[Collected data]
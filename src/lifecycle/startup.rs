//! Startup orchestration.
//!
//! Order: metrics exporter, dispatcher, listener, then traffic. Any failure
//! before the listener is bound aborts startup.

use std::net::SocketAddr;

use thiserror::Error;
use tokio::net::TcpListener;

use crate::config::ProxyConfig;
use crate::dispatch::SetupError;
use crate::http::HttpServer;
use crate::lifecycle::{signals, Shutdown};
use crate::observability::metrics;

#[derive(Debug, Error)]
pub enum StartupError {
    #[error("invalid address '{0}'")]
    Address(String),

    #[error("failed to start metrics exporter: {0}")]
    Metrics(#[from] metrics_exporter_prometheus::BuildError),

    #[error(transparent)]
    Setup(#[from] SetupError),

    #[error("failed to bind listener: {0}")]
    Bind(#[source] std::io::Error),

    #[error("server error: {0}")]
    Serve(#[source] std::io::Error),
}

/// Run the proxy until SIGINT/SIGTERM.
pub async fn run(config: ProxyConfig) -> Result<(), StartupError> {
    if config.observability.metrics_enabled {
        let addr: SocketAddr = config
            .observability
            .metrics_address
            .parse()
            .map_err(|_| StartupError::Address(config.observability.metrics_address.clone()))?;
        metrics::init_metrics(addr)?;
    }

    let bind_address = config.listener.bind_address.clone();
    let server = HttpServer::new(config)?;

    let listener = TcpListener::bind(&bind_address)
        .await
        .map_err(StartupError::Bind)?;
    let local_addr = listener.local_addr().map_err(StartupError::Bind)?;
    tracing::info!(address = %local_addr, "Listening for connections");

    let shutdown = Shutdown::new();
    let server_shutdown = shutdown.subscribe();

    tokio::spawn(async move {
        signals::wait_for_termination().await;
        shutdown.trigger();
    });

    server
        .run(listener, server_shutdown)
        .await
        .map_err(StartupError::Serve)
}
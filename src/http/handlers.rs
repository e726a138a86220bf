use std::net::SocketAddr;

use axum::{
    extract::{rejection::JsonRejection, ConnectInfo, State},
    response::IntoResponse,
    Json,
};
use serde_json::Value;

use crate::http::response::{ApiError, HealthStatus};
use crate::http::server::AppState;
use crate::rpc::RpcRequest;

/// Forward one JSON-RPC call through the failover dispatcher.
pub async fn rpc_handler(
    State(state): State<AppState>,
    ConnectInfo(addr): ConnectInfo<SocketAddr>,
    payload: Result<Json<RpcRequest>, JsonRejection>,
) -> Result<Json<Value>, ApiError> {
    let Json(request) = payload.map_err(|rejection| {
        tracing::warn!(source = %addr.ip(), error = %rejection.body_text(), "Rejected request body");
        ApiError::from(rejection)
    })?;
    request.validate()?;

    tracing::info!(
        source = %addr.ip(),
        method = %request.method,
        body = %serde_json::to_string(&request).unwrap_or_default(),
        "Received request"
    );

    let payload = state.dispatcher.dispatch(&request).await?;
    Ok(Json(payload))
}

/// Liveness only; never consults providers.
pub async fn health_handler() -> impl IntoResponse {
    Json(HealthStatus::ok())
}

** WHAT THE TASK REQUIRES **
Transcribe only the lines from the beginning of the entries to the line with "#[derive(Debug, Error)]", inclusive, exactly as written.

** TASK ANSWER **
filename src/lifecycle/startup.rs
//! Startup orchestration.
//!
//! Order: metrics exporter, dispatcher, listener, then traffic. Any failure
//! before the listener is bound aborts startup.

use std::net::SocketAddr;

use thiserror::Error;
use tokio::net::TcpListener;

use crate::config::ProxyConfig;
use crate::dispatch::SetupError;
use crate::http::HttpServer;
use crate::lifecycle::{signals, Shutdown};
use crate::observability::metrics;

#[derive(Debug, Error)]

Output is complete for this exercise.